▶ **WHAT THIS TASK INVOLVES**
Every line holding the string "applied" is to be copied from the entries below.

..............................

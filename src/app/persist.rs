//! Background persistence for the app store
//!
//! Store actions update memory synchronously and hand the matching write to
//! this worker over a channel. Commands are applied in the order they were
//! sent; a failed write is logged and counted, never rolled back into memory.

use std::sync::Arc;
use std::sync::atomic::{AtomicUsize, Ordering};
use tokio::sync::{mpsc, oneshot};

use crate::models::{SavedLook, UserProfile};
use crate::storage::{Storage, StorageError};

/// Writes sent from the store to the worker
#[derive(Debug)]
pub enum PersistCommand {
    /// Store the whole profile
    SaveUser(UserProfile),
    /// Forget the profile
    RemoveUser,
    /// Prepend a saved look
    SaveLook(SavedLook),
    /// Drop a saved look by id
    RemoveLook { id: String },
    /// Store the developer-mode flag
    SetDevMode(bool),
    /// Forget the developer-mode flag
    RemoveDevMode,
    /// Remove every persisted key
    ClearAll,
    /// Reply once every earlier command has been applied
    Flush { done: oneshot::Sender<()> },
    /// Stop the worker
    Shutdown,
}

/// Channel handle for the persistence worker
#[derive(Debug, Clone)]
pub struct PersistHandle {
    cmd_tx: mpsc::UnboundedSender<PersistCommand>,
    failures: Arc<AtomicUsize>,
}

impl PersistHandle {
    /// Queue a write without waiting for it
    pub fn enqueue(&self, cmd: PersistCommand) {
        if self.cmd_tx.send(cmd).is_err() {
            tracing::error!("Persistence worker is gone; write dropped");
            self.failures.fetch_add(1, Ordering::Relaxed);
        }
    }

    /// Wait until everything queued so far has been applied
    pub async fn flush(&self) {
        let (done, wait) = oneshot::channel();
        if self.cmd_tx.send(PersistCommand::Flush { done }).is_ok() {
            let _ = wait.await;
        }
    }

    /// Number of writes that failed since the worker started
    pub fn failures(&self) -> usize {
        self.failures.load(Ordering::Relaxed)
    }

    /// Ask the worker to stop after the commands already queued
    pub fn shutdown(&self) {
        let _ = self.cmd_tx.send(PersistCommand::Shutdown);
    }
}

/// Spawn the worker on the current runtime and return its handle
pub fn spawn_worker(storage: Storage) -> PersistHandle {
    let (cmd_tx, mut cmd_rx) = mpsc::unbounded_channel::<PersistCommand>();
    let failures = Arc::new(AtomicUsize::new(0));
    let worker_failures = Arc::clone(&failures);

    tokio::spawn(async move {
        while let Some(cmd) = cmd_rx.recv().await {
            match cmd {
                PersistCommand::Shutdown => {
                    tracing::debug!("Persistence worker shutting down");
                    break;
                }
                PersistCommand::Flush { done } => {
                    let _ = done.send(());
                }
                cmd => {
                    let label = cmd_label(&cmd);
                    if let Err(e) = apply(&storage, cmd).await {
                        tracing::error!("Failed to persist {label}: {e}");
                        worker_failures.fetch_add(1, Ordering::Relaxed);
                    }
                }
            }
        }
    });

    PersistHandle { cmd_tx, failures }
}

const fn cmd_label(cmd: &PersistCommand) -> &'static str {
    match cmd {
        PersistCommand::SaveUser(_) => "user",
        PersistCommand::RemoveUser => "user removal",
        PersistCommand::SaveLook(_) => "saved look",
        PersistCommand::RemoveLook { .. } => "saved look removal",
        PersistCommand::SetDevMode(_) => "developer mode",
        PersistCommand::RemoveDevMode => "developer mode removal",
        PersistCommand::ClearAll => "data clear",
        PersistCommand::Flush { .. } | PersistCommand::Shutdown => "control",
    }
}

async fn apply(storage: &Storage, cmd: PersistCommand) -> Result<(), StorageError> {
    match cmd {
        PersistCommand::SaveUser(user) => storage.user().save(&user).await,
        PersistCommand::RemoveUser => storage.user().remove().await,
        PersistCommand::SaveLook(look) => storage.looks().save(&look).await,
        PersistCommand::RemoveLook { id } => storage.looks().remove(&id).await,
        PersistCommand::SetDevMode(enabled) => storage.dev_mode().set_enabled(enabled).await,
        PersistCommand::RemoveDevMode => storage.dev_mode().remove().await,
        PersistCommand::ClearAll => storage.clear_all_data().await,
        PersistCommand::Flush { .. } | PersistCommand::Shutdown => Ok(()),
    }
}

#[cfg(test)]
mod tests {
    use super::*;
    use crate::kv::MemoryStore;
    use crate::storage::keys;

    #[tokio::test]
    async fn test_commands_apply_in_order() {
        let kv = Arc::new(MemoryStore::new());
        let handle = spawn_worker(Storage::new(kv.clone()));

        handle.enqueue(PersistCommand::SetDevMode(true));
        handle.enqueue(PersistCommand::SetDevMode(false));
        handle.enqueue(PersistCommand::RemoveDevMode);
        handle.enqueue(PersistCommand::SetDevMode(true));
        handle.flush().await;

        assert_eq!(kv.raw(keys::DEV_MODE).as_deref(), Some("true"));
        assert_eq!(kv.write_count(keys::DEV_MODE), 3);
        assert_eq!(handle.failures(), 0);
    }

    #[tokio::test]
    async fn test_failures_are_counted_not_fatal() {
        let kv = Arc::new(MemoryStore::new());
        kv.fail_writes_for(keys::USER);
        let handle = spawn_worker(Storage::new(kv.clone()));

        handle.enqueue(PersistCommand::RemoveUser);
        handle.enqueue(PersistCommand::SetDevMode(true));
        handle.flush().await;

        assert_eq!(handle.failures(), 1);
        assert_eq!(kv.raw(keys::DEV_MODE).as_deref(), Some("true"));
    }

    #[tokio::test]
    async fn test_enqueue_after_shutdown_counts_as_failure() {
        let kv = Arc::new(MemoryStore::new());
        let handle = spawn_worker(Storage::new(kv.clone()));

        handle.shutdown();
        handle.flush().await;
        handle.enqueue(PersistCommand::SetDevMode(true));

        assert_eq!(handle.failures(), 1);
        assert!(kv.is_empty());
    }
}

..............................

▶ **FINISHED TASK**
//! this worker over a channel. Commands are applied in the order they were
    /// Reply once every earlier command has been applied
    /// Wait until everything queued so far has been applied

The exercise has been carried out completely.